«Ripartizione delle risorse pubbliche fra le scuole in proporzione ai risultati conseguiti». Sembra un banale principio meritocratico, eppure nel nostro Paese non è ancora realtà. Questa enunciazione fa parte di un disegno di legge presentato nella scorsa legislatura da Mariastella Gelmini, oggi ministro dell'Istruzione. La cita oggi Francesco Giavazzi, sul Corriere della Sera, ricordando come il bene istruzione sia fondamentale per non subire da perdenti la globalizzazione. Ma per essere capace di fornire beni di qualità la scuola dev'essere fondata sul merito.
I disegni di legge presentati nella scorsa legislatura dalla Gelmini sono molto ambiziosi, alcuni più condivisibili di altri, ma nella sostanza vanno nella direzione giusta.
La valutazione dovrà essere obbligatoria per ciascuna scuola, e non a campione, come ha fatto Fioroni. Se al momento dell'iscrizione dei propri figli, le famiglie italiane potranno consultare classifiche affidabili delle varie scuole, già un primo, essenziale, embrione di concorrenza fra di esse sarà stato introdotto nel sistema.
Il buono scuola va sperimentato, ma vincolato alle spese scolastiche (retta o libri). Altre riforme indicate dalla Gelmini parlamentare, come l'«eliminazione di ogni automatismo nelle progressioni retributive e di carriera» degli insegnanti, la «chiamata nominativa» e la possibilità per i presidi di «stipulare contratti privati», possono funzionare solo se la valutazione dei risultati didattici avrà effetti concreti - positivi o negativi a seconda dei casi - su ciascuna scuola, sui suoi dirigenti e sul suo corpo docente. Allora sì, se la scuola rischia di chiudere e tutti rischiano il posto, la «chiamata nominativa» e i «contratti privati» saranno strumenti con i quali orientare le assunzioni verso criteri di merito.

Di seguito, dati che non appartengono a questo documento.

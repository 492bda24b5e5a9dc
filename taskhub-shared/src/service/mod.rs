/// Application services
///
/// - [`users::UserService`]: registration, authentication, user management
/// - [`tasks::TaskService`]: the task lifecycle controller
///
/// Services take an already-resolved [`crate::auth::policy::Caller`] and
/// return [`error::ServiceError`]; they know nothing about HTTP.

pub mod error;
pub mod tasks;
pub mod users;

pub use error::{FieldError, ServiceError, ServiceResult};
pub use tasks::TaskService;
pub use users::{AdminSeed, UserService};
/// Password hashing with Argon2id
///
/// Passwords are stored only as PHC-format Argon2id hashes
/// (`$argon2id$v=19$m=...,t=...,p=...$salt$hash`). Verification reads the
/// parameters back out of the stored hash.
///
/// # Example
///
/// ```
/// use taskhub_shared::auth::password::{hash_password, verify_password};
///
/// # fn example() -> Result<(), Box<dyn std::error::Error>> {
/// let hash = hash_password("correct horse battery")?;
/// assert!(verify_password("correct horse battery", &hash)?);
/// assert!(!verify_password("wrong", &hash)?);
/// # Ok(())
/// # }
/// ```

use argon2::{
    password_hash::{rand_core::OsRng, PasswordHash, PasswordHasher, PasswordVerifier, SaltString},
    Argon2, ParamsBuilder, Version,
};

/// Error type for password hashing operations
#[derive(Debug, thiserror::Error)]
pub enum PasswordError {
    /// Failed to hash password
    #[error("Failed to hash password: {0}")]
    HashError(String),

    /// Failed to verify password
    #[error("Failed to verify password: {0}")]
    VerifyError(String),

    /// Stored hash is not a valid PHC string
    #[error("Invalid password hash format: {0}")]
    InvalidHash(String),
}

/// Hashes a password with Argon2id
///
/// Parameters: 19 MiB memory, 2 passes, 1 lane, 16-byte random salt.
///
/// # Errors
///
/// Returns `PasswordError::HashError` if hashing fails.
pub fn hash_password(password: &str) -> Result<String, PasswordError> {
    let salt = SaltString::generate(&mut OsRng);

    let params = ParamsBuilder::new()
        .m_cost(19_456)
        .t_cost(2)
        .p_cost(1)
        .output_len(32)
        .build()
        .map_err(|e| PasswordError::HashError(format!("Invalid parameters: {}", e)))?;

    let argon2 = Argon2::new(argon2::Algorithm::Argon2id, Version::V0x13, params);

    let password_hash = argon2
        .hash_password(password.as_bytes(), &salt)
        .map_err(|e| PasswordError::HashError(format!("Hash generation failed: {}", e)))?;

    Ok(password_hash.to_string())
}

/// Verifies a password against a stored hash
///
/// Returns `Ok(false)` for a wrong password and an error only when the
/// stored hash itself is unusable.
///
/// # Errors
///
/// Returns `PasswordError::InvalidHash` for a malformed hash and
/// `PasswordError::VerifyError` for other verification failures.
pub fn verify_password(password: &str, hash: &str) -> Result<bool, PasswordError> {
    let parsed_hash = PasswordHash::new(hash)
        .map_err(|e| PasswordError::InvalidHash(format!("Failed to parse hash: {}", e)))?;

    match Argon2::default().verify_password(password.as_bytes(), &parsed_hash) {
        Ok(()) => Ok(true),
        Err(argon2::password_hash::Error::Password) => Ok(false),
        Err(e) => Err(PasswordError::VerifyError(format!("Verification failed: {}", e))),
    }
}
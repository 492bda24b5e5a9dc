//! # taskhub Worker Library
//!
//! Delivers the notifications the API leaves in the Redis outbox.
//!
//! ## Modules
//!
//! - `config`: Worker and SMTP configuration
//! - `consumer`: Outbox polling loop
//! - `mailer`: SMTP delivery

pub mod config;
pub mod consumer;
pub mod mailer;
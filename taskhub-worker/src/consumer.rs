/// Outbox consumer
///
/// Drains the notification outbox into a [`Notifier`] until shut down.
/// Delivery is best effort: a notification that fails to send is logged and
/// dropped, never re-queued.
///
/// # Architecture
///
/// ```text
/// OutboxConsumer
///   ├─> OutboxSource: Pop the next notification (bounded wait)
///   └─> Notifier: Deliver it (SMTP in production)
/// ```
///
/// Shutdown is checked between polls, so a notification already popped is
/// always delivered before the loop exits.
///
/// # Example
///
/// ```no_run
/// use std::sync::Arc;
/// use std::time::Duration;
/// use taskhub_shared::notify::{LogNotifier, RedisOutbox};
/// use taskhub_worker::consumer::OutboxConsumer;
///
/// # async fn example() -> Result<(), Box<dyn std::error::Error>> {
/// let outbox = RedisOutbox::connect("redis://localhost:6379").await?;
/// let consumer = OutboxConsumer::new(outbox, Arc::new(LogNotifier), Duration::from_secs(5));
///
/// let shutdown = consumer.shutdown_token();
/// tokio::spawn(async move {
///     tokio::signal::ctrl_c().await.ok();
///     shutdown.cancel();
/// });
///
/// consumer.run().await;
/// # Ok(())
/// # }
/// ```

use async_trait::async_trait;
use std::sync::Arc;
use std::time::Duration;
use taskhub_shared::notify::{Notification, Notifier, NotifyError, RedisOutbox};
use tokio::time::sleep;
use tokio_util::sync::CancellationToken;

/// Pause after a failed poll before trying again
const POLL_RETRY_DELAY: Duration = Duration::from_secs(1);

/// Where pending notifications come from
#[async_trait]
pub trait OutboxSource: Send + Sync {
    /// Takes the oldest notification, waiting at most `timeout`
    async fn next(&self, timeout: Duration) -> Result<Option<Notification>, NotifyError>;
}

#[async_trait]
impl OutboxSource for RedisOutbox {
    async fn next(&self, timeout: Duration) -> Result<Option<Notification>, NotifyError> {
        self.pop(timeout).await
    }
}

/// Counters reported when the consumer stops
#[derive(Debug, Clone, Copy, Default, PartialEq, Eq)]
pub struct ConsumerStats {
    pub delivered: u64,
    pub dropped: u64,
}

pub struct OutboxConsumer<S> {
    source: S,
    notifier: Arc<dyn Notifier>,
    pop_timeout: Duration,
    shutdown_token: CancellationToken,
}

impl<S: OutboxSource> OutboxConsumer<S> {
    pub fn new(source: S, notifier: Arc<dyn Notifier>, pop_timeout: Duration) -> Self {
        Self {
            source,
            notifier,
            pop_timeout,
            shutdown_token: CancellationToken::new(),
        }
    }

    /// Token that stops [`run`](Self::run) after the current poll
    pub fn shutdown_token(&self) -> CancellationToken {
        self.shutdown_token.clone()
    }

    /// Runs until the shutdown token is cancelled
    pub async fn run(&self) -> ConsumerStats {
        tracing::info!(timeout_secs = self.pop_timeout.as_secs(), "Outbox consumer starting");
        let mut stats = ConsumerStats::default();

        while !self.shutdown_token.is_cancelled() {
            let notification = match self.source.next(self.pop_timeout).await {
                Ok(Some(notification)) => notification,
                Ok(None) => continue,
                Err(e) => {
                    tracing::error!(error = %e, "Failed to poll notification outbox");
                    tokio::select! {
                        _ = self.shutdown_token.cancelled() => {}
                        _ = sleep(POLL_RETRY_DELAY) => {}
                    }
                    continue;
                }
            };

            match self.notifier.notify(&notification).await {
                Ok(()) => {
                    stats.delivered += 1;
                    tracing::info!(
                        notification_id = %notification.id,
                        to = %notification.to,
                        "Notification delivered"
                    );
                }
                Err(e) => {
                    stats.dropped += 1;
                    tracing::warn!(
                        notification_id = %notification.id,
                        to = %notification.to,
                        error = %e,
                        "Notification delivery failed, dropping"
                    );
                }
            }
        }

        tracing::info!(
            delivered = stats.delivered,
            dropped = stats.dropped,
            "Outbox consumer stopped"
        );
        stats
    }
}
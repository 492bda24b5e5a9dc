/// Health check endpoint
///
/// # Endpoint
///
/// ```text
/// GET /health
/// ```
///
/// # Response
///
/// ```json
/// {
///   "status": "healthy",
///   "version": "0.1.0",
///   "database": "connected"
/// }
/// ```

use crate::{app::AppState, error::ApiResult};
use axum::{extract::State, Json};
use serde::{Deserialize, Serialize};

/// Health check response
#[derive(Debug, Serialize, Deserialize)]
pub struct HealthResponse {
    /// Service status: "healthy" or "degraded"
    pub status: String,

    /// Application version
    pub version: String,

    /// Store status: "connected" or "disconnected"
    pub database: String,
}

/// Reports service health including store connectivity
pub async fn health_check(State(state): State<AppState>) -> ApiResult<Json<HealthResponse>> {
    let connected = match state.users.ping().await {
        Ok(()) => true,
        Err(e) => {
            tracing::warn!(error = %e, "Health check: store unreachable");
            false
        }
    };

    Ok(Json(HealthResponse {
        status: if connected { "healthy" } else { "degraded" }.to_string(),
        version: env!("CARGO_PKG_VERSION").to_string(),
        database: if connected { "connected" } else { "disconnected" }.to_string(),
    }))
}
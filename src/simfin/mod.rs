pub mod codegen;
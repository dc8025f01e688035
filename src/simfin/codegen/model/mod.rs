use std::collections::BTreeMap;

use serde::{Deserialize, Serialize};

/// One entry of the columns document served by SimFin.
#[derive(Debug, Clone, PartialEq, Eq, Serialize, Deserialize)]
pub struct InputRecord {
    /// Display name of the data-column, e.g. `Cash & Equivalents`.
    pub name: String,
    /// Shortcut identifiers aliasing the name, e.g. `["SHARE_PRICE", "CLOSE"]`.
    pub shortcuts: Vec<String>,
    /// Free-text description. Absent and `null` are treated alike.
    #[serde(default)]
    pub description: Option<String>,
}

impl InputRecord {
    /// Creates a record without a description.
    pub fn new<S>(name: impl Into<String>, shortcuts: impl IntoIterator<Item = S>) -> Self
    where
        S: Into<String>,
    {
        Self {
            name: name.into(),
            shortcuts: shortcuts.into_iter().map(Into::into).collect(),
            description: None,
        }
    }

    /// Attaches a description to the record.
    pub fn with_description(mut self, description: impl Into<String>) -> Self {
        self.description = Some(description.into());
        self
    }
}

/// All shortcuts and descriptions collected for a single name.
#[derive(Debug, Clone, Default, PartialEq, Eq)]
pub struct NameGroup {
    /// Every shortcut seen for the name, repeats included.
    pub shortcuts: Vec<String>,
    /// Non-empty descriptions in encounter order.
    pub descriptions: Vec<String>,
}

impl NameGroup {
    /// Folds a record's shortcuts and description into the group.
    pub fn absorb(&mut self, record: &InputRecord) {
        self.shortcuts.extend(record.shortcuts.iter().cloned());
        if let Some(description) = record.description.as_deref().filter(|d| !d.is_empty()) {
            self.descriptions.push(description.to_string());
        }
    }
}

/// Outcome of a single aggregation pass over the input records.
#[derive(Debug, Clone, Default, PartialEq, Eq)]
pub struct Aggregation {
    /// Name → merged group, ordered by name.
    pub groups: BTreeMap<String, NameGroup>,
    /// Every name in input order, one entry per record.
    pub all_names: Vec<String>,
    /// Every shortcut in input order, one entry per occurrence.
    pub all_shortcuts: Vec<String>,
}

/// Names and shortcuts that occurred more than once in the raw input.
#[derive(Debug, Clone, Default, PartialEq, Eq)]
pub struct DuplicateReport {
    pub names: Vec<String>,
    pub shortcuts: Vec<String>,
}

impl DuplicateReport {
    pub fn is_empty(&self) -> bool {
        self.names.is_empty() && self.shortcuts.is_empty()
    }
}
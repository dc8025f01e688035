pub mod error;
pub mod generate;
pub mod io;
pub mod model;
pub mod reconcile;
pub mod render;
pub mod report;

pub use error::{Result, ToolError};
use std::path::PathBuf;

use thiserror::Error;

/// Convenient alias for fallible results returned throughout the crate.
pub type Result<T> = std::result::Result<T, ToolError>;

/// Error type covering the different failure cases that can occur when the
/// tool fetches, reconciles, or writes the column names.
#[derive(Debug, Error)]
pub enum ToolError {
    /// Wrapper for IO failures such as reading or writing files.
    #[error("I/O error: {0}")]
    Io(#[from] std::io::Error),

    /// Raised when the fetched or local document is not valid JSON.
    #[error("JSON error: {0}")]
    Json(#[from] serde_json::Error),

    /// Raised when the columns document could not be downloaded.
    #[error("request for {url} failed: {message}")]
    Http { url: String, message: String },

    /// Raised when the document is valid JSON but not an array of records.
    #[error("unexpected document shape: {0}")]
    UnexpectedShape(String),

    /// Raised when a single record lacks a required field or has the wrong types.
    #[error("invalid column record at index {index}: {source}")]
    InvalidRecord {
        index: usize,
        #[source]
        source: serde_json::Error,
    },

    /// Raised when the user provides a path that does not exist.
    #[error("input file not found: {0}")]
    MissingInput(PathBuf),

    /// Raised in strict mode when a shortcut is claimed more than once.
    #[error("found {count} duplicate shortcut(s)")]
    DuplicateShortcuts { count: usize },

    /// Raised when the tracing subscriber fails to initialise.
    #[error("failed to initialise logging: {0}")]
    Logging(String),
}
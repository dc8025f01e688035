use std::io;
use std::path::PathBuf;

use clap::Parser;
use simfin_names::generate::{self, GenerateConfig, Source};
use simfin_names::io::fetch::DEFAULT_INFO_BASE_URL;
use simfin_names::{Result, ToolError, report};
use tracing::info;
use tracing_subscriber::EnvFilter;

fn main() {
    let cli = Cli::parse();
    if let Err(error) = run(cli) {
        eprintln!("error: {error}");
        std::process::exit(1);
    }
}

fn run(cli: Cli) -> Result<()> {
    init_tracing(cli.verbose)?;

    let config = cli.into_config();
    let summary = generate::generate(&config)?;
    info!(
        records = summary.record_count,
        groups = summary.group_count,
        output = %summary.output.display(),
        "generation finished"
    );

    report::write_report(&mut io::stderr().lock(), &summary.duplicates)
}

fn init_tracing(verbose: bool) -> Result<()> {
    let filter = if verbose {
        EnvFilter::new("debug")
    } else {
        EnvFilter::try_from_default_env().unwrap_or_else(|_| EnvFilter::new("warn"))
    };

    tracing_subscriber::fmt()
        .with_env_filter(filter)
        .with_writer(io::stderr)
        .try_init()
        .map_err(|err| ToolError::Logging(err.to_string()))
}

#[derive(Parser)]
#[command(
    author,
    version,
    about = "Generate the names module from the SimFin column definitions."
)]
struct Cli {
    /// Full URL of the columns document.
    #[arg(long, env = "SIMFIN_COLUMNS_URL")]
    url: Option<String>,

    /// Base URL of the info endpoints; the columns resource is appended.
    #[arg(long, env = "SIMFIN_INFO_URL", default_value = DEFAULT_INFO_BASE_URL)]
    base_url: String,

    /// Read the columns document from a local JSON file instead of fetching it.
    /// Takes precedence over `--url`.
    #[arg(long)]
    input: Option<PathBuf>,

    /// Output file path.
    #[arg(long, default_value = "names.py")]
    output: PathBuf,

    /// File whose contents replace the default header banner.
    #[arg(long)]
    header: Option<PathBuf>,

    /// Fail when a shortcut is defined by more than one record.
    #[arg(long)]
    deny_duplicate_shortcuts: bool,

    /// Log at debug level, ignoring RUST_LOG.
    #[arg(short, long)]
    verbose: bool,
}

impl Cli {
    fn into_config(self) -> GenerateConfig {
        let source = match (self.input, self.url) {
            (Some(path), _) => Source::File(path),
            (None, Some(url)) => Source::Url(url),
            (None, None) => Source::columns(&self.base_url),
        };

        GenerateConfig {
            header: self.header,
            deny_duplicate_shortcuts: self.deny_duplicate_shortcuts,
            ..GenerateConfig::new(source, self.output)
        }
    }
}
use std::fs;
use std::io::BufReader;
use std::path::Path;

use serde_json::Value;
use tracing::{debug, instrument};

use crate::simfin::codegen::error::{Result, ToolError};

/// Base URL of the SimFin bulk-info endpoints.
pub const DEFAULT_INFO_BASE_URL: &str = "https://simfin.com/api/bulk/info";

/// Name of the info resource that lists every data-column.
pub const COLUMNS_RESOURCE: &str = "columns";

const USER_AGENT: &str = concat!("simfin-names/", env!("CARGO_PKG_VERSION"));

/// Builds the URL of an info resource below `base_url`.
pub fn info_url(base_url: &str, resource: &str) -> String {
    format!("{}/{resource}", base_url.trim_end_matches('/'))
}

/// Downloads and decodes a JSON document. No retries: any transport or
/// decoding failure is returned as is.
#[instrument(level = "info", skip_all, fields(url = %url))]
pub fn fetch_json(url: &str) -> Result<Value> {
    let response = ureq::get(url)
        .set("Accept", "application/json")
        .set("User-Agent", USER_AGENT)
        .call()
        .map_err(|err| ToolError::Http {
            url: url.to_string(),
            message: err.to_string(),
        })?;

    debug!(status = response.status(), "received response");
    let document = serde_json::from_reader(BufReader::new(response.into_reader()))?;
    Ok(document)
}

/// Reads a JSON document from disk.
#[instrument(level = "info", skip_all, fields(path = %path.display()))]
pub fn read_json(path: &Path) -> Result<Value> {
    if !path.exists() {
        return Err(ToolError::MissingInput(path.to_path_buf()));
    }
    let source = fs::read_to_string(path)?;
    Ok(serde_json::from_str(&source)?)
}
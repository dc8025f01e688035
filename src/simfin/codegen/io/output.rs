use std::fs;
use std::io::{BufWriter, Write};
use std::path::Path;

use tempfile::NamedTempFile;
use tracing::debug;

use crate::simfin::codegen::error::Result;

/// Writes `contents` to `path` through a temporary file in the same
/// directory, so readers never observe a half-written module.
pub fn write_atomic(path: &Path, contents: &str) -> Result<()> {
    let parent_dir = match path.parent() {
        Some(parent) if !parent.as_os_str().is_empty() => parent,
        _ => Path::new("."),
    };
    fs::create_dir_all(parent_dir)?;

    let temp_file = NamedTempFile::new_in(parent_dir)?;
    {
        let mut writer = BufWriter::new(temp_file.as_file());
        writer.write_all(contents.as_bytes())?;
        writer.flush()?;
    }
    temp_file.as_file().sync_all()?;
    temp_file.persist(path).map_err(|err| err.error)?;

    debug!(path = %path.display(), bytes = contents.len(), "output persisted");
    Ok(())
}
use simfin_names::model::DuplicateReport;
use simfin_names::report::{report_duplicates, write_report};

fn strings(values: &[&str]) -> Vec<String> {
    values.iter().map(|value| value.to_string()).collect()
}

#[test]
fn no_duplicates_produce_no_output() {
    assert!(report_duplicates(&[]).is_empty());
    assert!(report_duplicates(&strings(&["CLOSE", "REVENUE"])).is_empty());
}

#[test]
fn duplicates_are_listed_under_a_count_header() {
    let lines = report_duplicates(&strings(&["CLOSE", "SHARE_PRICE", "CLOSE", "CLOSE"]));

    assert_eq!(lines, vec!["Duplicates: 2", "- CLOSE", "- CLOSE", ""]);
}

#[test]
fn write_report_emits_names_then_shortcuts() {
    let report = DuplicateReport {
        names: strings(&["Close"]),
        shortcuts: strings(&["SHARE_PRICE", "TICKER"]),
    };
    let mut buffer = Vec::new();

    write_report(&mut buffer, &report).expect("report written");

    assert_eq!(
        String::from_utf8(buffer).expect("utf-8 report"),
        "Duplicates: 1\n- Close\n\nDuplicates: 2\n- SHARE_PRICE\n- TICKER\n\n"
    );
}

#[test]
fn empty_report_writes_nothing() {
    let mut buffer = Vec::new();

    write_report(&mut buffer, &DuplicateReport::default()).expect("report written");

    assert!(buffer.is_empty());
    assert!(DuplicateReport::default().is_empty());
}
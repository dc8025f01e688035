use std::io::Write;

use crate::simfin::codegen::error::Result;
use crate::simfin::codegen::model::DuplicateReport;
use crate::simfin::codegen::reconcile::find_duplicates;

/// Formats the duplicates found in `values` as diagnostic lines.
///
/// Produces nothing when there are no duplicates; otherwise a count header,
/// one `- value` line per duplicate, and a trailing blank line.
pub fn report_duplicates(values: &[String]) -> Vec<String> {
    duplicate_lines(&find_duplicates(values))
}

fn duplicate_lines(duplicates: &[String]) -> Vec<String> {
    if duplicates.is_empty() {
        return Vec::new();
    }

    let mut lines = Vec::with_capacity(duplicates.len() + 2);
    lines.push(format!("Duplicates: {}", duplicates.len()));
    lines.extend(duplicates.iter().map(|dup| format!("- {dup}")));
    lines.push(String::new());
    lines
}

/// Writes the name report followed by the shortcut report.
pub fn write_report<W: Write>(writer: &mut W, report: &DuplicateReport) -> Result<()> {
    for line in duplicate_lines(&report.names)
        .into_iter()
        .chain(duplicate_lines(&report.shortcuts))
    {
        writeln!(writer, "{line}")?;
    }
    writer.flush()?;
    Ok(())
}
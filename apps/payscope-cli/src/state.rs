use std::sync::Arc;

use object_store::aws::AmazonS3Builder;
use object_store::ObjectStore;
use payscope_core::config::PayScopeConfig;
use payscope_core::error::PayScopeError;
use payscope_objectstore::ObjectStoreGateway;
use payscope_stores::{FactsStore, GraphStore, TimeSeriesStore, VectorStore};
use sqlx::postgres::PgPoolOptions;
use sqlx::PgPool;

/// Handles the CLI needs for any subcommand, built once per invocation the
/// same way `apps/api-gateway`'s and `apps/pipeline-worker`'s state modules
/// do it. A short-lived CLI process has no use for the pool sizing the
/// long-running binaries tune for concurrency, so connections are capped
/// at one per pool.
#[derive(Clone)]
pub struct CliState {
    pub db_pool: PgPool,
    pub facts: Arc<FactsStore>,
    pub timeseries: Arc<TimeSeriesStore>,
    pub graph: Arc<GraphStore>,
    pub vector: Arc<VectorStore>,
    pub objects: Arc<ObjectStoreGateway>,
}

impl CliState {
    pub async fn build(config: &PayScopeConfig) -> Result<Self, PayScopeError> {
        let db_pool = PgPoolOptions::new()
            .max_connections(1)
            .connect(&config.database_dsn)
            .await
            .map_err(|e| PayScopeError::DependencyUnavailable {
                dependency: "facts_store".to_string(),
                detail: format!("failed to connect: {e}"),
            })?;

        let ts_pool = PgPoolOptions::new()
            .max_connections(1)
            .connect(&config.timeseries_dsn)
            .await
            .map_err(|e| PayScopeError::DependencyUnavailable {
                dependency: "timeseries_store".to_string(),
                detail: format!("failed to connect: {e}"),
            })?;

        let http_client = reqwest::Client::new();

        let s3: Arc<dyn ObjectStore> = Arc::new(
            AmazonS3Builder::new()
                .with_endpoint(&config.object_store_endpoint)
                .with_access_key_id(&config.object_store_access_key)
                .with_secret_access_key(&config.object_store_secret_key)
                .with_bucket_name(&config.object_store_bucket)
                .with_allow_http(config.object_store_endpoint.starts_with("http://"))
                .build()
                .map_err(|e| PayScopeError::Configuration {
                    detail: format!("invalid object store configuration: {e}"),
                })?,
        );
        let objects = ObjectStoreGateway::new(s3, true)?;

        let facts = FactsStore::new(db_pool.clone());
        let timeseries = TimeSeriesStore::new(ts_pool);
        let graph = GraphStore::new(http_client.clone(), config.graph_uri.clone(), config.graph_user.clone(), config.graph_password.clone());
        let vector = VectorStore::new(
            http_client,
            config.vector_endpoint.clone(),
            config.vector_key.clone(),
            config.vector_index.clone(),
            config.vector_namespace.clone(),
        );

        Ok(Self {
            db_pool,
            facts: Arc::new(facts),
            timeseries: Arc::new(timeseries),
            graph: Arc::new(graph),
            vector: Arc::new(vector),
            objects: Arc::new(objects),
        })
    }
}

Un altro ministro del nuovo governo che si prepara ad una dura battaglia per il merito e l'efficienza è Renato Brunetta, alla Funzione Pubblica, che promette lotta dura contro i fannulloni nella Pubblica amministrazione, dicendosi pronto a ricorrere a una soluzione già a disposizione: il licenziamento.
4 comments:
La meritocrazia ci deve essere! Chi lavora bene e tanto (nella scuola, nella PA, dovunque) deve ricevere incentivi; i fannulloni devono essere licenziati!
Al di là dello sciocchezzaio che si legge in tanti commenti ed editoriali sui giornali di questi giorni (spesso assai lontano dalla realtà quotidiana delle persone normali) si avverte che c'è un'aria forte di cambiamento. Finalmente!
Lavoro nella scuola da un po' e alcune cose mi lasciano perplessa: come si fa a valutare merito ed efficacia di una scuola? Se intendono dal numero dei promossi, stiamo freschi: promuovere tutti per arraffare gli incentivi.
Se davvero si volesse predisporre una indagine sistematica in ogni scuola (con quel che costa in termini di personale) per verificare il reale livello di conoscenze e competenze raggiunte dagli studenti, ora come ora dovrebbero licenziarci tutti. Sappiamo bene che da anni abbiamo applicato il primo criterio.
L'altra cosa che mi chiedo è come si valuta la produttività del docente? Se col solito sistema dei duecento progetti strampalati pur di non far lezione, siamo punto e daccapo.
Tutto questo sarebbe sacrosanto, se la meritocrazia si potesse applicare davvero, vale a dire con la possibilità di lavorare in piccoli gruppi classe (io ho insegnato in una quarta di 31 alunni per due ore settimanali... provateci voi a seguire tutti in modo puntuale e professionale!)
Infine, l'idea che siano i presidi a gestire i contratti non mi piace per nulla: quasi nessun dirigente fra quelli con cui ho lavorato ha dimostrato professionalità, competenza e correttezza. La mia sensazione è di aver trovato ex insegnanti livorosi e stanchi, che finalmente si sono seduti comodi sulla loro fettina di potere.
La scuola pubblica è statale e non può essere equiparata al sistema manageriale delle aziende: quali saranno i criteri di merito in base a cui riconfermare o meno un contratto? Questa è la cosa che più mi preoccupa.
eh già, bella parola la meritocrazia, ma è prima necessario mettere a punto dei metri per misurarla. spero inoltre che la 'concorrenza' tra scuole sia solo fra scuole pubbliche, e non tra pubbliche e private.
significherebbe una grande divisione tra chi ha le possibilità economiche e chi no.
brunetta dovrebbe spiegarci se, secondo lui, lo sfacelo in cui stiamo messi oggi dipenda solo dai lavoratori dipendenti e non anche dagli industriali che si son fatti i soldi con i prestiti statali senza poi reinvestire gli utili.